TAG Immobilien AG to launch new convertible bond offering and simultaneously invite holders of its outstanding convertible bonds to offer their convertible bonds for purchase for cash

TAG Immobilien AG / Key word(s): Corporate Action
TAG Immobilien AG to launch new convertible bond offering and simultaneously invite holders of its outstanding convertible bonds to offer their convertible bonds for purchase for cash

20-Aug-2020 / 07:09 CET/CEST
Disclosure of an inside information acc. to Article 17 MAR of the Regulation (EU) No 596/2014, transmitted by DGAP - a service of EQS Group AG.
The issuer is solely responsible for the content of this announcement.

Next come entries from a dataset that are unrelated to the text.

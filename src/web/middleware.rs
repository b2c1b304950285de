//! HTTP middleware

use axum::{
    extract::Request,
    http::{Method, Uri},
    middleware::Next,
    response::Response,
};
use std::time::Instant;
use tracing::{debug, warn};

/// Logs every request with a generated request id.
///
/// Segment traffic is high volume, so successful requests are logged at
/// debug and only errors surface at warn.
pub async fn request_logging_middleware(
    method: Method,
    uri: Uri,
    request: Request,
    next: Next,
) -> Response {
    let start = Instant::now();
    let request_id = uuid::Uuid::new_v4().to_string();

    let response = next.run(request).await;
    let status = response.status().as_u16();
    let duration = start.elapsed();

    if status >= 400 {
        warn!(
            method = %method,
            path = %uri.path(),
            status = status,
            request_id = %request_id,
            duration_ms = duration.as_millis(),
            "HTTP request completed with error"
        );
    } else {
        debug!(
            method = %method,
            path = %uri.path(),
            status = status,
            request_id = %request_id,
            duration_ms = duration.as_millis(),
            "HTTP request completed"
        );
    }

    response
}
//! Client-facing stream routes: channel playlists, nested playlists,
//! relayed segments and keys.

use axum::{
    body::Body,
    extract::{Path, State},
    http::{HeaderMap, StatusCode, header},
    response::{IntoResponse, Response},
};
use tracing::{debug, error};

use crate::errors::{AppError, AppResult};
use crate::services::PlaylistResponse;
use crate::web::{
    AppState,
    responses::{handle_error, playlist},
};

/// `GET /stream/{channel}.m3u8`
pub async fn serve_stream(State(state): State<AppState>, Path(channel): Path<String>) -> Response {
    let channel_id = channel.strip_suffix(".m3u8").unwrap_or(&channel);
    debug!("Stream request for channel {}", channel_id);

    match state.stream_service.playlist(channel_id).await {
        Ok(PlaylistResponse::Playlist(body)) => playlist(body),
        Ok(PlaylistResponse::Redirect(location)) => {
            (StatusCode::FOUND, [(header::LOCATION, location)]).into_response()
        }
        Err(e) => handle_error(e),
    }
}

/// `GET /playlist/{token}`
pub async fn serve_nested_playlist(
    State(state): State<AppState>,
    Path(token): Path<String>,
) -> Response {
    match state.stream_service.nested_playlist(&token).await {
        Ok(body) => playlist(body),
        Err(e) => handle_error(e),
    }
}

/// `GET /content/{token}`
pub async fn serve_content(
    State(state): State<AppState>,
    Path(token): Path<String>,
    headers: HeaderMap,
) -> Response {
    let range = match byte_range(&headers) {
        Ok(range) => range,
        Err(e) => return handle_error(e),
    };

    let content = match state.stream_service.stream_content(&token, range).await {
        Ok(content) => content,
        Err(e) => return handle_error(e),
    };

    let status = StatusCode::from_u16(content.status).unwrap_or(StatusCode::OK);
    let mut builder = Response::builder()
        .status(status)
        .header(header::CONTENT_TYPE, content.content_type)
        .header(header::CACHE_CONTROL, "no-cache, no-store");
    if let Some(length) = content.content_length {
        builder = builder.header(header::CONTENT_LENGTH, length);
    }
    if let Some(range) = content.content_range {
        builder = builder
            .header(header::CONTENT_RANGE, range)
            .header(header::ACCEPT_RANGES, "bytes");
    }

    match builder.body(Body::from_stream(content.body)) {
        Ok(response) => response,
        Err(e) => {
            error!("Failed to build content response: {}", e);
            StatusCode::INTERNAL_SERVER_ERROR.into_response()
        }
    }
}

/// Only single `bytes=` ranges are forwarded upstream
fn byte_range(headers: &HeaderMap) -> AppResult<Option<&str>> {
    let Some(value) = headers.get(header::RANGE) else {
        return Ok(None);
    };
    let range = value
        .to_str()
        .map_err(|_| AppError::validation("Range header is not valid ASCII"))?;
    if !range.starts_with("bytes=") || range.contains(',') {
        return Err(AppError::validation(format!("Unsupported range: {range}")));
    }
    Ok(Some(range))
}

/// `GET /key/{token}/{refererToken}`
pub async fn serve_key(
    State(state): State<AppState>,
    Path((token, referer_token)): Path<(String, String)>,
) -> Response {
    match state.stream_service.fetch_key(&token, &referer_token).await {
        Ok(key) => (
            StatusCode::OK,
            [
                (header::CONTENT_TYPE, "application/octet-stream"),
                (header::CACHE_CONTROL, "no-cache, no-store"),
            ],
            key,
        )
            .into_response(),
        Err(e) => handle_error(e),
    }
}
//! URL utilities for consistent URL handling
//!
//! Upstream URLs regularly carry signed query strings, so anything destined
//! for a log line goes through [`UrlUtils::redact`] first.

use url::Url;

/// URL utilities for consistent URL handling
pub struct UrlUtils;

impl UrlUtils {
    /// Whether the string is an absolute `http://` or `https://` URL
    ///
    /// ```rust
    /// use stream_relay::utils::url::UrlUtils;
    ///
    /// assert!(UrlUtils::is_http_url("https://cdn.example/seg1.ts"));
    /// assert!(!UrlUtils::is_http_url("seg1.ts"));
    /// assert!(!UrlUtils::is_http_url("skd://key-id"));
    /// ```
    pub fn is_http_url(candidate: &str) -> bool {
        Url::parse(candidate.trim())
            .map(|u| matches!(u.scheme(), "http" | "https") && u.host_str().is_some())
            .unwrap_or(false)
    }

    /// Host (with port, when non-default) of a URL
    pub fn extract_host(url: &str) -> Option<String> {
        let parsed = Url::parse(url).ok()?;
        let host = parsed.host_str()?;
        Some(match parsed.port() {
            Some(port) => format!("{host}:{port}"),
            None => host.to_string(),
        })
    }

    /// `scheme://host[:port]` of a URL
    pub fn origin_of(url: &str) -> Option<String> {
        let parsed = Url::parse(url).ok()?;
        let origin = parsed.origin();
        origin.is_tuple().then(|| origin.ascii_serialization())
    }

    /// Referer/Origin pair for a bare host, as upstream CDNs expect them
    pub fn referer_headers_for_host(host: &str) -> (String, String) {
        let origin = if host.starts_with("http://") || host.starts_with("https://") {
            host.trim_end_matches('/').to_string()
        } else {
            format!("https://{}", host.trim_end_matches('/'))
        };
        (format!("{origin}/"), origin)
    }

    /// Resolve `reference` against `base`
    pub fn join(base: &str, reference: &str) -> Result<String, url::ParseError> {
        Url::parse(base)?.join(reference).map(|u| u.to_string())
    }

    /// Whether the URL path ends with the given extension (case-insensitive)
    pub fn path_has_extension(url: &str, extension: &str) -> bool {
        Url::parse(url)
            .map(|u| {
                u.path()
                    .to_ascii_lowercase()
                    .ends_with(&format!(".{}", extension.to_ascii_lowercase()))
            })
            .unwrap_or(false)
    }

    /// Strip credentials and query string so the URL is safe to log
    ///
    /// ```rust
    /// use stream_relay::utils::url::UrlUtils;
    ///
    /// let redacted = UrlUtils::redact("https://u:p@cdn.example/live.m3u8?md5=abc&expires=1");
    /// assert_eq!(redacted, "https://cdn.example/live.m3u8?…");
    /// ```
    pub fn redact(url: &str) -> String {
        match Url::parse(url) {
            Ok(mut parsed) => {
                let had_query = parsed.query().is_some();
                let _ = parsed.set_username("");
                let _ = parsed.set_password(None);
                parsed.set_query(None);
                parsed.set_fragment(None);
                if had_query {
                    format!("{parsed}?…")
                } else {
                    parsed.to_string()
                }
            }
            Err(_) => "<invalid url>".to_string(),
        }
    }
}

Disclosure of inside information pursuant to Article 17 MAR

NOT FOR RELEASE, PUBLICATION OR DISTRIBUTION, DIRECTLY OR INDIRECTLY, IN WHOLE OR IN PART, IN OR INTO THE UNITED STATES, AUSTRALIA, CANADA, JAPAN OR SOUTH AFRICA OR IN ANY OTHER JURISDICTION IN WHICH, OR TO PERSONS IN ANY JURISDICTION TO WHOM, SUCH DISTRIBUTION WOULD BE UNLAWFUL.

TAG Immobilien AG to launch new convertible bond offering and simultaneously invite holders of its outstanding EUR 262 million 0.625% convertible bonds due 2022 (ISIN DE000A2GS3Y9) to offer their convertible bonds for purchase for cash

Hamburg, August 20, 2020 - The management board of TAG Immobilien AG (the "Company") resolved today, with the approval of the Company's supervisory board, concurrently to

- launch the offering of senior unsecured convertible bonds in the aggregate principal amount of approx. EUR 450 million due August 2026 (the "New Convertible Bonds"); and

- invite the holders of the Company's outstanding senior unsecured EUR 262 million 0.625% convertible bonds due 2022 (ISIN DE000A2GS3Y9) (the "Outstanding Convertible Bonds") to submit offers to sell their Outstanding Convertible Bonds for cash in an aggregate principal amount of up to EUR 131 million by way of a modified Dutch auction procedure (the "Invitation to Sell").

The net proceeds from the issue of the New Convertible Bonds will be used (i) to finance acquisitions in Germany of more than c. 4,200 units with a total purchase price of c. EUR 163 million, (ii) to reduce dilution effects for shareholders from the Outstanding Convertible Bonds, and (iii) for general corporate purposes, including further acquisitions in Germany and Poland or the early repayment of debt.

New Convertible Bonds

The New Convertible Bonds with an aggregated principal amount of approx. EUR 450 million and a denomination of EUR 100,000 per Bond will be convertible into newly issued or existing ordinary bearer shares of the Company with no par value (the "Ordinary Shares") representing approx. 9.7% of the Company's share capital or may be repaid in cash. The Company is using an authorization from its annual general meeting on May 23, 2018 for the issuance of the New Convertible Bonds, which provides for an exclusion of the shareholders' pre-emptive rights (Bezugsrechte).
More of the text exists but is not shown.